We have a local dairy, Vital Green Farms, that makes the most heavenly heavy cream at a whopping 52%!  I’m sure any cream would work, even half-and-half, but the thicker the cream, the more ice creamy your milkshake will be.  And, if you don’t have any frozen blueberries, fresh works, too – it’s just not as thick as a milkshake usually is.  If you do have the frozen blueberries, you will likely need to plunge it while blending (and, I would only recommend using a high-speed blender for this task).

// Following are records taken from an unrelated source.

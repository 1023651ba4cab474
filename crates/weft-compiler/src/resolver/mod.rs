// Copyright (C) 2025 SyncMyOrders Sp. z o.o.
// SPDX-License-Identifier: AGPL-3.0-or-later
//! Resolver pipeline compiler.
//!
//! A function body becomes an ordered list of pipeline stages, one per
//! top-level service call. Statements before a call are translated into that
//! stage's request template; the call's result is written to the stash by the
//! stage's response template; statements after the last call form the
//! pipeline's final response template.
//!
//! A body with no service calls compiles to a single stage without a data
//! source whose response template evaluates the whole body.

pub(crate) mod backends;
pub(crate) mod template;

use serde::Serialize;
use tracing::{debug, info};
use weft_ast::syntax::Block;
use weft_ast::{Ast, ControlFlow, NodeId, Syntax};

use crate::calls::{CallSite, call_site, find_service_call};
use crate::compile::{CompilationInput, parameter_name};
use crate::error::{CompileError, Result};
use crate::namespace::Namespace;
use template::{Buffer, Mode, RETURN_FLAG, RETURN_VALUE, Translator, return_guard, stash_put};

/// One request/response template pair bound to a data source.
#[derive(Debug, Clone, PartialEq, Eq, Serialize)]
#[serde(rename_all = "camelCase")]
pub struct PipelineStage {
    pub name: String,
    /// `None` for a stage that calls no backend.
    pub data_source: Option<String>,
    pub request_template: String,
    pub response_template: String,
}

/// A compiled resolver: its stages plus the pipeline's own entry and exit
/// templates.
#[derive(Debug, Clone, PartialEq, Eq, Serialize)]
#[serde(rename_all = "camelCase")]
pub struct ResolverPipeline {
    pub name: String,
    pub request_template: String,
    pub response_template: String,
    pub stages: Vec<PipelineStage>,
}

/// What a top-level call statement does with the call's result.
#[derive(Debug, Clone, PartialEq, Eq)]
enum Binding {
    Discard,
    Local(String),
    Return,
}

#[derive(Debug)]
struct StageCall {
    site: CallSite,
    binding: Binding,
}

/// Compile a function to a resolver pipeline.
pub fn compile_resolver(
    input: &CompilationInput<'_>,
    namespace: &mut Namespace,
) -> Result<ResolverPipeline> {
    let ast = input.ast;
    let (parameters, body) = input.function_parts()?;
    let context = parameters.first().and_then(|p| parameter_name(ast, *p));
    let statements = &ast.cast::<Block>(body)?.statements;

    let mut calls = Vec::with_capacity(statements.len());
    for stmt in statements {
        calls.push(classify(input, *stmt)?);
    }

    let pipeline = match calls.iter().rposition(Option::is_some) {
        None => single_template(input, namespace, context, statements)?,
        Some(last_call) => staged(input, namespace, context, statements, calls, last_call)?,
    };
    info!(
        resolver = input.name,
        stages = pipeline.stages.len(),
        "Compiled resolver pipeline"
    );
    Ok(pipeline)
}

/// Recognize a top-level statement that is a service call, and reject calls
/// in any other position.
fn classify(input: &CompilationInput<'_>, stmt: NodeId) -> Result<Option<StageCall>> {
    let ast = input.ast;
    let (expr, binding) = match ast.syntax(stmt) {
        Syntax::ExprStmt(s) => (Some(s.expression), Binding::Discard),
        Syntax::VariableStmt(s) => (s.initializer, Binding::Local(s.name.clone())),
        Syntax::ReturnStmt(s) => (s.expression, Binding::Return),
        _ => (None, Binding::Discard),
    };

    if let Some(expr) = expr
        && let Some(site) = call_site(ast, expr, input.resources)?
    {
        for arg in &site.call.arguments {
            if let Some(nested) = find_service_call(ast, *arg, input.resources)? {
                return Err(CompileError::UnsupportedCallPosition {
                    node: nested,
                    reason: "service calls cannot be nested in the arguments of another service call"
                        .to_string(),
                });
            }
        }
        return Ok(Some(StageCall { site, binding }));
    }

    if let Some(nested) = find_service_call(ast, stmt, input.resources)? {
        return Err(CompileError::UnsupportedCallPosition {
            node: nested,
            reason: format!(
                "a service call inside a {} cannot be split into pipeline stages",
                ast.kind(stmt)
            ),
        });
    }
    Ok(None)
}

fn single_template(
    input: &CompilationInput<'_>,
    namespace: &mut Namespace,
    context: Option<String>,
    statements: &[NodeId],
) -> Result<ResolverPipeline> {
    let cf = ControlFlow::new(input.ast);
    let mut translator = Translator::new(input, context, Mode::Direct);
    let mut response = Buffer::new();
    finish(input.ast, &cf, &mut translator, &mut response, statements, "$null")?;

    let stage = PipelineStage {
        name: namespace.unique_name(input.name),
        data_source: None,
        request_template: format!(
            r#"{{"version":"{}","payload":null}}"#,
            input.config.template_version
        ),
        response_template: response.render(),
    };
    debug!(resolver = input.name, stage = %stage.name, "Emitted local stage");
    Ok(ResolverPipeline {
        name: input.name.to_string(),
        request_template: "{}".to_string(),
        response_template: "$util.toJson($context.result)".to_string(),
        stages: vec![stage],
    })
}

fn staged(
    input: &CompilationInput<'_>,
    namespace: &mut Namespace,
    context: Option<String>,
    statements: &[NodeId],
    calls: Vec<Option<StageCall>>,
    last_call: usize,
) -> Result<ResolverPipeline> {
    let cf = ControlFlow::new(input.ast);
    let mut translator = Translator::new(input, context, Mode::Stash);
    let mut pending = Buffer::new();
    let mut stages = Vec::new();
    let mut returned = false;

    for (stmt, call) in statements.iter().zip(calls).take(last_call + 1) {
        match call {
            None => translator.statement(&mut pending, *stmt)?,
            Some(call) => {
                returned = call.binding == Binding::Return;
                let prefix = pending.take();
                stages.push(stage(input, namespace, &mut translator, prefix, call)?);
            }
        }
    }

    let mut response = Buffer::new();
    return_guard(&mut response);
    translator.set_returns_directly(true);
    let fallback = if returned {
        format!("$context.stash.{RETURN_VALUE}")
    } else {
        "$null".to_string()
    };
    finish(
        input.ast,
        &cf,
        &mut translator,
        &mut response,
        &statements[last_call + 1..],
        &fallback,
    )?;

    Ok(ResolverPipeline {
        name: input.name.to_string(),
        request_template: "{}".to_string(),
        response_template: response.render(),
        stages,
    })
}

fn stage(
    input: &CompilationInput<'_>,
    namespace: &mut Namespace,
    translator: &mut Translator<'_>,
    prefix: Buffer,
    call: StageCall,
) -> Result<PipelineStage> {
    let service = &call.site.call;

    let mut request = Buffer::new();
    return_guard(&mut request);
    request.append(prefix);
    backends::request(
        input.ast,
        translator,
        &mut request,
        service,
        &input.config.template_version,
    )?;

    let mut response = Buffer::new();
    backends::response_preamble(&mut response, service);
    let mut result = backends::result_root(service).to_string();
    for accessor in &call.site.accessors {
        result.push_str(&translator.accessor(&mut response, *accessor)?);
    }
    match &call.binding {
        Binding::Discard => {}
        Binding::Local(name) => translator.assign(&mut response, name, &result),
        Binding::Return => {
            response.line(stash_put(RETURN_FLAG, "true"));
            response.line(stash_put(RETURN_VALUE, &result));
        }
    }
    response.line("{}");

    let source = namespace.data_source(&service.reference, &service.resource);
    let name = namespace.unique_name(&format!("{}_{}", input.name, service.reference));
    debug!(
        resolver = input.name,
        stage = %name,
        data_source = %source.name,
        "Emitted pipeline stage"
    );
    Ok(PipelineStage {
        name,
        data_source: Some(source.name),
        request_template: request.render(),
        response_template: response.render(),
    })
}

/// Translate the trailing statements of a body, ending in the template's
/// output.
fn finish(
    ast: &Ast,
    cf: &ControlFlow<'_>,
    translator: &mut Translator<'_>,
    buf: &mut Buffer,
    trailing: &[NodeId],
    fallback: &str,
) -> Result<()> {
    let Some((last, rest)) = trailing.split_last() else {
        buf.line(format!("$util.toJson({fallback})"));
        return Ok(());
    };
    for stmt in rest {
        translator.statement(buf, *stmt)?;
    }
    if let Syntax::ReturnStmt(ret) = ast.syntax(*last) {
        let value = match ret.expression {
            Some(expr) => translator.expression(buf, expr)?,
            None => "$null".to_string(),
        };
        buf.line(format!("$util.toJson({value})"));
        return Ok(());
    }
    translator.statement(buf, *last)?;
    if !cf.is_terminal(*last) {
        buf.line("$util.toJson($null)");
    }
    Ok(())
}

#[cfg(test)]
mod tests {
    use super::*;
    use crate::config::CompilerConfig;
    use crate::resources::{BackendKind, Resource, ResourceTable};
    use serde_json::{Value, json};
    use weft_ast::parse_tree;

    fn handler(statements: Vec<Value>) -> Value {
        json!({
            "kind": "FunctionDecl",
            "name": "handler",
            "parameters": [{ "kind": "ParameterDecl", "name": "ctx" }],
            "body": { "kind": "Block", "statements": statements }
        })
    }

    fn compile(tree: Value) -> Result<ResolverPipeline> {
        let (ast, root) = parse_tree(&tree).unwrap();
        let table = ResourceTable::new()
            .with_resource("users", Resource::new(BackendKind::KeyValueStore, "Users"));
        let config = CompilerConfig::default();
        let input = CompilationInput::new("getUser", &ast, root, &table, &table, &config);
        compile_resolver(&input, &mut Namespace::new())
    }

    fn get_user() -> Value {
        json!({
            "kind": "AwaitExpr",
            "expression": {
                "kind": "CallExpr",
                "callee": {
                    "kind": "PropertyAccess",
                    "name": "getItem",
                    "expression": { "kind": "ReferenceExpr", "name": "users" }
                },
                "arguments": [{
                    "kind": "ObjectLiteral",
                    "properties": [{
                        "kind": "PropertyAssignment",
                        "name": { "kind": "Identifier", "name": "key" },
                        "value": {
                            "kind": "PropertyAccess",
                            "name": "arguments",
                            "expression": { "kind": "Identifier", "name": "ctx" }
                        }
                    }]
                }]
            }
        })
    }

    #[test]
    fn test_zero_calls_use_fixed_request() {
        let pipeline = compile(handler(vec![json!({
            "kind": "ReturnStmt",
            "expression": { "kind": "StringLiteral", "value": "ok" }
        })]))
        .unwrap();
        assert_eq!(pipeline.stages.len(), 1);
        let stage = &pipeline.stages[0];
        assert_eq!(stage.request_template, r#"{"version":"2018-05-29","payload":null}"#);
        assert_eq!(stage.response_template, "$util.toJson('ok')");
        assert_eq!(stage.data_source, None);
    }

    #[test]
    fn test_single_call_returns_through_stash() {
        let pipeline = compile(handler(vec![json!({
            "kind": "ReturnStmt",
            "expression": get_user()
        })]))
        .unwrap();
        assert_eq!(pipeline.stages.len(), 1);
        let stage = &pipeline.stages[0];
        assert_eq!(stage.name, "getUser_users");
        assert_eq!(stage.data_source.as_deref(), Some("users_keyValueStore"));
        assert!(stage.request_template.contains("\"operation\": \"GetItem\""));
        assert!(
            stage
                .request_template
                .contains("\"key\": $util.dynamodb.toMapValuesJson($context.arguments)")
        );
        assert!(
            stage
                .response_template
                .contains("$util.qr($context.stash.put('return__val', $context.result))")
        );
        assert!(pipeline.response_template.ends_with("$util.toJson($context.stash.return__val)"));
    }

    #[test]
    fn test_call_in_condition_is_rejected() {
        let err = compile(handler(vec![json!({
            "kind": "IfStmt",
            "condition": get_user(),
            "thenStmt": { "kind": "Block", "statements": [] }
        })]))
        .unwrap_err();
        assert!(matches!(err, CompileError::UnsupportedCallPosition { .. }));
    }
}
// Copyright (C) 2025 SyncMyOrders Sp. z o.o.
// SPDX-License-Identifier: AGPL-3.0-or-later
//! Translation of statements and expressions into mapping template text.
//!
//! Expressions translate to a template expression string. Anything that
//! needs intermediate values (spreads, interpolation, conditionals) first
//! writes `#set` lines for temporaries into the [`Buffer`] it is given.

use std::collections::HashSet;

use weft_ast::fold::{format_number, is_identifier_name, static_key};
use weft_ast::syntax::{
    ArrayLiteral, BinaryExpr, CallExpr, ConditionalExpr, IfStmt, ObjectLiteral, PropertyAccess,
    TemplateExpr,
};
use weft_ast::{Ast, BinaryOp, Constant, NodeId, ReferenceEvaluator, Syntax, UnaryOp, eval_to_constant};

use crate::calls::{SFN, UTIL, service_call};
use crate::compile::CompilationInput;
use crate::config::CompilerConfig;
use crate::error::{CompileError, Result};
use crate::resources::ResourceResolver;

/// Stash slot set once the function has returned.
pub(crate) const RETURN_FLAG: &str = "return__flag";
/// Stash slot holding the returned value.
pub(crate) const RETURN_VALUE: &str = "return__val";

// ============================================================================
// Buffer
// ============================================================================

/// Indented template lines.
#[derive(Debug, Default)]
pub(crate) struct Buffer {
    lines: Vec<(usize, String)>,
    depth: usize,
}

impl Buffer {
    pub fn new() -> Self {
        Self::default()
    }

    pub fn line(&mut self, text: impl Into<String>) {
        self.lines.push((self.depth, text.into()));
    }

    pub fn indent(&mut self) {
        self.depth += 1;
    }

    pub fn dedent(&mut self) {
        self.depth = self.depth.saturating_sub(1);
    }

    pub fn is_empty(&self) -> bool {
        self.lines.is_empty()
    }

    /// Move the lines of `other` to the end of this buffer, nested at the
    /// current depth.
    pub fn append(&mut self, other: Buffer) {
        let depth = self.depth;
        self.lines
            .extend(other.lines.into_iter().map(|(d, text)| (d + depth, text)));
    }

    /// Take every line written so far, leaving the buffer empty.
    pub fn take(&mut self) -> Buffer {
        Buffer {
            lines: std::mem::take(&mut self.lines),
            depth: 0,
        }
    }

    pub fn render(&self) -> String {
        self.lines
            .iter()
            .map(|(depth, text)| format!("{}{text}", "  ".repeat(*depth)))
            .collect::<Vec<_>>()
            .join("\n")
    }
}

Blueberry Ginger Pie Milkshake

Servings: 3-4 servings
Time: 5 mins
Difficulty: easy peasy
The name says it all.  Cold, belly filling, kid-approved goodness.
Created by Lindsay Bliek

  • 2 c frozen blueberries
  • 6 medjool dates
  • 1 T chia seeds
  • 2 T hemp hearts
  • 1-3″ thumb of fresh ginger, peeled
  • 1 tsp cinnamon
  • nutmeg, freshly grated, to taste (optional)
  • 1/2 c cream
  • 1 c milk
  • 6-8 ice cubes
  1. Blend everything together until creamy.

My Vitamix has a built in “smoothie” function, which allows me to throw in all the ingredients, secure the lid, press the on tab and walk away from the noise. Speeds start slowly, then builds to the highest setting.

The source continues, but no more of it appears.